Estoy seguro de que tenemos todo el pensamiento de la tentación como nuestro veneno o la
destrucción, pero ¿hemos pensado alguna vez en ello como la comida o el ejercicio?
Ahora, creo que es bastante obvio que la tentación puede matar el alma. Lo que es menos
evidente, sin embargo, es la forma en que puede convertirse en una oportunidad de
crecimiento. Comprender esto es un poco más complicado de entender. Pero hacerlo puede
ser un cambio de vida. Las razones por las que me perdería esto son si:

nuestra visión de la tentación es demasiado superficial, o

nuestra comprensión de su papel en nuestra vida es demasiado estrecho.

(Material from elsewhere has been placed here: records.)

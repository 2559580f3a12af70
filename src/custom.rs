// SPDX-FileCopyrightText: 2025 Jason Pena <jasonpena@awkless.com>
// SPDX-License-Identifier: MIT

//! Custom file handling.
//!
//! RIME never expects users to edit its shipped YAML directly. Overrides go
//! into `*.custom.yaml` files that RIME merges on redeploy. This module reads
//! such a file whole, runs it through a [`Patcher`], and writes it back whole
//! if anything changed.
//!
//! Writes are not atomic. RIME only picks up changes on redeploy, and nothing
//! else is expected to touch the file while rimepatch runs.

use crate::{
    document::Document,
    patch::{IndentPatcher, PatchRequest, Patcher},
};

use std::{
    fs::{read, write},
    io::{Error as IoError, ErrorKind},
    path::{Path, PathBuf},
};
use tracing::{info, instrument, warn};

/// What to do when the target file is missing.
#[derive(Debug, Default, Clone, Copy, PartialEq, Eq)]
pub enum ApplyMode {
    /// Fail if the file does not exist.
    #[default]
    Existing,

    /// Start from an empty document if the file does not exist.
    Create,
}

/// Result of applying a patch to a file.
#[derive(Debug, Clone, Copy, PartialEq, Eq)]
pub enum Outcome {
    /// Existing file was patched and written back.
    Patched,

    /// File already contained a marker, and was left alone.
    AlreadyPatched,

    /// File did not exist, and was created with the patch.
    Created,
}

/// Patched text that has not been written anywhere.
#[derive(Debug, Clone, PartialEq, Eq)]
pub struct Preview {
    /// Whether the patch would change anything.
    pub applied: bool,

    /// Full text of the patched document.
    pub text: String,
}

/// RIME custom file bound to a patcher.
#[derive(Debug)]
pub struct CustomConfig<P = IndentPatcher>
where
    P: Patcher,
{
    path: PathBuf,
    patcher: P,
}

impl<P> CustomConfig<P>
where
    P: Patcher,
{
    /// Construct new custom file handle.
    ///
    /// Does not touch the file system.
    pub fn new(path: impl Into<PathBuf>, patcher: P) -> Self {
        Self {
            path: path.into(),
            patcher,
        }
    }

    /// Path to custom file.
    pub fn path(&self) -> &Path {
        self.path.as_path()
    }

    /// Patch custom file in memory without writing it.
    ///
    /// With [`ApplyMode::Create`], a missing file previews as the text it
    /// would be created with.
    ///
    /// # Errors
    ///
    /// - Return [`CustomError::Missing`] if custom file does not exist, and
    ///   mode is [`ApplyMode::Existing`].
    /// - Return [`CustomError::Read`] if custom file cannot be read, or is not
    ///   valid UTF-8.
    pub fn preview(&self, request: &PatchRequest, mode: ApplyMode) -> Result<Preview> {
        let (document, _) = self.load_for(mode)?;
        let patched = self.patcher.patch(document.lines().to_vec(), request);

        Ok(Preview {
            applied: patched.applied,
            text: document.with_lines(patched.lines).to_string(),
        })
    }

    /// Patch custom file in place.
    ///
    /// The file is only rewritten when the patch applied, so an already
    /// patched file stays byte-for-byte identical.
    ///
    /// # Errors
    ///
    /// - Return [`CustomError::Missing`] if custom file does not exist, and
    ///   mode is [`ApplyMode::Existing`].
    /// - Return [`CustomError::Read`] if custom file cannot be read, or is not
    ///   valid UTF-8.
    /// - Return [`CustomError::CreateDir`] if parent directories cannot be
    ///   created.
    /// - Return [`CustomError::Write`] if patched text cannot be written.
    #[instrument(skip(self, request), fields(path = %self.path.display()), level = "debug")]
    pub fn apply(&self, request: &PatchRequest, mode: ApplyMode) -> Result<Outcome> {
        let (document, created) = self.load_for(mode)?;
        let patched = self.patcher.patch(document.lines().to_vec(), request);
        if !patched.applied {
            info!("{} is already patched", self.path.display());
            return Ok(Outcome::AlreadyPatched);
        }

        if created {
            self.create_parent()?;
        }

        let text = document.with_lines(patched.lines).to_string();
        write(&self.path, text.as_bytes()).map_err(|err| CustomError::Write {
            source: err,
            path: self.path.clone(),
        })?;

        if created {
            info!("created {}", self.path.display());
            Ok(Outcome::Created)
        } else {
            info!("patched {}", self.path.display());
            Ok(Outcome::Patched)
        }
    }

    /// Check if custom file already contains any of the request's markers.
    ///
    /// # Errors
    ///
    /// - Return [`CustomError::Missing`] if custom file does not exist.
    /// - Return [`CustomError::Read`] if custom file cannot be read, or is not
    ///   valid UTF-8.
    pub fn is_patched(&self, request: &PatchRequest) -> Result<bool> {
        let document = self.load()?;
        Ok(request.is_patched(&document.lines().join("\n")))
    }

    fn load_for(&self, mode: ApplyMode) -> Result<(Document, bool)> {
        match self.load() {
            Ok(document) => Ok((document, false)),
            Err(CustomError::Missing { .. }) if mode == ApplyMode::Create => {
                warn!("{} does not exist, starting from empty file", self.path.display());
                Ok((Document::fresh(), true))
            }
            Err(error) => Err(error),
        }
    }

    fn load(&self) -> Result<Document> {
        let bytes = read(&self.path).map_err(|err| match err.kind() {
            ErrorKind::NotFound => CustomError::Missing {
                path: self.path.clone(),
            },
            _ => CustomError::Read {
                source: err,
                path: self.path.clone(),
            },
        })?;

        let text = String::from_utf8(bytes).map_err(|err| CustomError::Read {
            source: IoError::new(ErrorKind::InvalidData, err),
            path: self.path.clone(),
        })?;

        // INVARIANT: Document parsing is infallible.
        let document = match text.parse::<Document>() {
            Ok(document) => document,
            Err(never) => match never {},
        };

        Ok(document)
    }

    fn create_parent(&self) -> Result<()> {
        if let Some(parent) = self.path.parent().filter(|parent| !parent.as_os_str().is_empty()) {
            mkdirp::mkdirp(parent).map_err(|err| CustomError::CreateDir {
                source: err,
                path: parent.to_path_buf(),
            })?;
        }

        Ok(())
    }
}

impl CustomConfig<IndentPatcher> {
    /// Construct new custom file handle using the heuristic patcher.
    pub fn open(path: impl Into<PathBuf>) -> Self {
        Self::new(path, IndentPatcher)
    }
}

/// Custom file error types.
#[derive(Debug, thiserror::Error)]
pub enum CustomError {
    /// Custom file does not exist.
    #[error("custom file {path:?} does not exist")]
    Missing { path: PathBuf },

    /// Custom file cannot be read.
    #[error("failed to read custom file {path:?}")]
    Read { source: IoError, path: PathBuf },

    /// Custom file cannot be written.
    #[error("failed to write custom file {path:?}")]
    Write { source: IoError, path: PathBuf },

    /// Parent directories of custom file cannot be created.
    #[error("failed to create directory {path:?}")]
    CreateDir { source: IoError, path: PathBuf },
}

/// Friendly result alias :3
type Result<T, E = CustomError> = std::result::Result<T, E>;

#[cfg(test)]
mod tests {
    use super::*;
    use crate::patch::{InsertionBlock, Patched};
    use indoc::indoc;
    use pretty_assertions::assert_eq;
    use sealed_test::prelude::*;
    use std::fs::read_to_string;

    struct AppendPatcher;

    impl Patcher for AppendPatcher {
        fn patch(&self, mut document: Vec<String>, request: &PatchRequest) -> Patched {
            if request.is_patched(&document.join("\n")) {
                return Patched {
                    lines: document,
                    applied: false,
                };
            }
            document.extend(request.block.lines().iter().cloned());
            Patched {
                lines: document,
                applied: true,
            }
        }
    }

    fn request() -> PatchRequest {
        let block = InsertionBlock::new(["    - schema: foo_im"]).unwrap();
        PatchRequest::new("schema_list", block).with_markers(["foo_im"])
    }

    #[sealed_test]
    fn apply_uses_given_patcher() -> anyhow::Result<()> {
        write("custom.yaml", "a: 1\n")?;
        let custom = CustomConfig::new("custom.yaml", AppendPatcher);

        assert_eq!(custom.apply(&request(), ApplyMode::Existing)?, Outcome::Patched);
        assert_eq!(read_to_string("custom.yaml")?, "a: 1\n- schema: foo_im\n");

        Ok(())
    }

    #[sealed_test]
    fn preview_does_not_write() -> anyhow::Result<()> {
        let original = indoc! {"
            patch:
              schema_list:
                - schema: luna_pinyin
        "};
        write("default.custom.yaml", original)?;
        let custom = CustomConfig::open("default.custom.yaml");

        let preview = custom.preview(&request(), ApplyMode::Existing)?;

        assert!(preview.applied);
        assert!(preview.text.contains("    - schema: foo_im\n"));
        assert_eq!(read_to_string("default.custom.yaml")?, original);

        Ok(())
    }

    #[sealed_test]
    fn preview_of_missing_file_in_create_mode() -> anyhow::Result<()> {
        let custom = CustomConfig::open("Rime/default.custom.yaml");

        let request = request().with_banner(Vec::<String>::new());

        let preview = custom.preview(&request, ApplyMode::Create)?;

        assert!(preview.applied);
        assert_eq!(
            preview.text,
            "patch:\n  schema_list:\n    - schema: foo_im\n"
        );
        assert!(!Path::new("Rime").exists());

        Ok(())
    }

    #[sealed_test]
    fn preview_of_missing_file_needs_create_mode() {
        let custom = CustomConfig::open("nowhere.yaml");
        let result = custom.preview(&request(), ApplyMode::Existing);

        assert!(matches!(result, Err(CustomError::Missing { .. })));
    }

    #[sealed_test]
    fn missing_file_is_reported() {
        let custom = CustomConfig::open("nowhere.yaml");
        let result = custom.apply(&request(), ApplyMode::Existing);

        assert!(matches!(result, Err(CustomError::Missing { .. })));
    }

    #[sealed_test]
    fn invalid_utf8_is_read_error() -> anyhow::Result<()> {
        write("default.custom.yaml", b"\xff\xfe\x00")?;
        let custom = CustomConfig::open("default.custom.yaml");

        match custom.is_patched(&request()) {
            Err(CustomError::Read { source, .. }) => {
                assert_eq!(source.kind(), ErrorKind::InvalidData)
            }
            other => panic!("expected read error, got {other:?}"),
        }

        Ok(())
    }

    #[sealed_test]
    fn is_patched_checks_markers() -> anyhow::Result<()> {
        write("default.custom.yaml", "patch:\n  schema_list:\n    - schema: foo_im\n")?;
        let custom = CustomConfig::open("default.custom.yaml");

        assert!(custom.is_patched(&request())?);

        Ok(())
    }
}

Si nuestra visión de la tentación es demasiado superficial, entonces podemos estar en la
negación, ceder a formas que ni siquiera somos conscientes, desintegrando nuestra vida
espiritual. Por otro lado, si nuestra comprensión de la tentación es demasiado estrecha, nos
desesperamos, desanimamos y nos ponemos temerosos, sin saber el poder y el propósito que
Dios nos da en su interior.
Sin embargo, si escuchamos lo que la Escritura tiene que decir sobre estos temas, no sólo
habrá que evitar un montón de trampas y dolor, sino que también florecerá en tremendas
maneras, entender dónde reside nuestra verdadera identidad y aprender a vivir de eso con
gran esperanza y fuerza. Por un lado, debemos estar advertidos de que la tentación puede
llevar a la destrucción. Pero, por otro lado, la tentación nos puede catapultar en un
crecimiento más profundo, si aprendemos a confiar en Dios en medio de ella.
Si aprendemos a apoyarnos en la verdad frente a la mentira.
No es un hecho fortuito de que antes de que Jesús entrara en su ministerio público como el
Mesías, Él enfrentó la tentación en el desierto. Creo que, por lo menos, nos muestra lo
necesario que es para todas las personas entender lo que la tentación es y cómo vamos a
enfrentarla en la vida diaria.
En la próxima entrada podrás leer la segunda parte.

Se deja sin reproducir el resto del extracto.